**Collection entries:**
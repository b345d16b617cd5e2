use serde::{Deserialize, Serialize};
use std::fmt::Display;
use std::str::FromStr;

/// The closed set of genre tags a movie may carry.
#[derive(Clone, Copy, Debug, PartialEq, Eq, Hash, Serialize, Deserialize)]
pub enum Genre {
    Action,
    Adventure,
    Crime,
    Comedy,
    Drama,
    Fantasy,
    Horror,
    Thriller,
    #[serde(rename = "Sci-Fi")]
    SciFi,
}

impl Genre {
    pub const ALL: [Genre; 9] = [
        Genre::Action,
        Genre::Adventure,
        Genre::Crime,
        Genre::Comedy,
        Genre::Drama,
        Genre::Fantasy,
        Genre::Horror,
        Genre::Thriller,
        Genre::SciFi,
    ];

    /// Canonical spelling, as stored and serialized.
    pub fn as_str(&self) -> &'static str {
        match self {
            Genre::Action => "Action",
            Genre::Adventure => "Adventure",
            Genre::Crime => "Crime",
            Genre::Comedy => "Comedy",
            Genre::Drama => "Drama",
            Genre::Fantasy => "Fantasy",
            Genre::Horror => "Horror",
            Genre::Thriller => "Thriller",
            Genre::SciFi => "Sci-Fi",
        }
    }

    /// Case-insensitive comparison against a free-form tag.
    pub fn matches(&self, tag: &str) -> bool {
        self.as_str().eq_ignore_ascii_case(tag)
    }
}

impl Display for Genre {
    fn fmt(&self, f: &mut std::fmt::Formatter<'_>) -> std::fmt::Result {
        f.write_str(self.as_str())
    }
}

/// Error returned when a tag does not name any known [`Genre`].
#[derive(Debug, Clone, PartialEq, Eq, thiserror::Error)]
#[error("unknown genre: '{0}'")]
pub struct UnknownGenre(pub String);

impl FromStr for Genre {
    type Err = UnknownGenre;

    fn from_str(s: &str) -> Result<Self, Self::Err> {
        Genre::ALL
            .into_iter()
            .find(|genre| genre.matches(s))
            .ok_or_else(|| UnknownGenre(s.to_owned()))
    }
}
use crate::base;
use crate::cli;

const BAR_WIDTH: usize = 20;

/// View today's progress and trailing averages
#[derive(clap::Parser)]
pub struct Status {}

impl Status {
    pub fn run(&self, history: base::History, config: &base::Config) -> anyhow::Result<cli::Output> {
        let state = base::app::State::new(history, config.goal_ml, base::Date::today());

        let daily = base::stats::daily_progress(&state.history, state.goal, state.today);
        let mut heading = format!(
            "Today: {} / {} ml ({:.2}%)",
            state.today_total,
            state.goal,
            daily * 100.0
        );
        if state.goal_reached() {
            heading.push_str(" (goal reached)");
        }

        let rows = vec![
            base::gauge::Row {
                label: "Weekly average".to_string(),
                ratio: base::stats::weekly_progress(&state.history, state.goal, state.today),
            },
            base::gauge::Row {
                label: "Monthly average".to_string(),
                ratio: base::stats::monthly_progress(&state.history, state.goal, state.today),
            },
            base::gauge::Row {
                label: "Goal completion".to_string(),
                ratio: base::stats::goal_completion_rate(&state.history, state.goal),
            },
        ];

        Ok(cli::Output::Gauge(base::gauge::Config {
            charset: cli::util::charset_from_config(config),
            heading,
            rows,
            bar_width: BAR_WIDTH,
        }))
    }
}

**Exercise objective:**
Would you count the lines in the entries that hold "UnknownGenre" and reply with only the count?

**Task response:**
3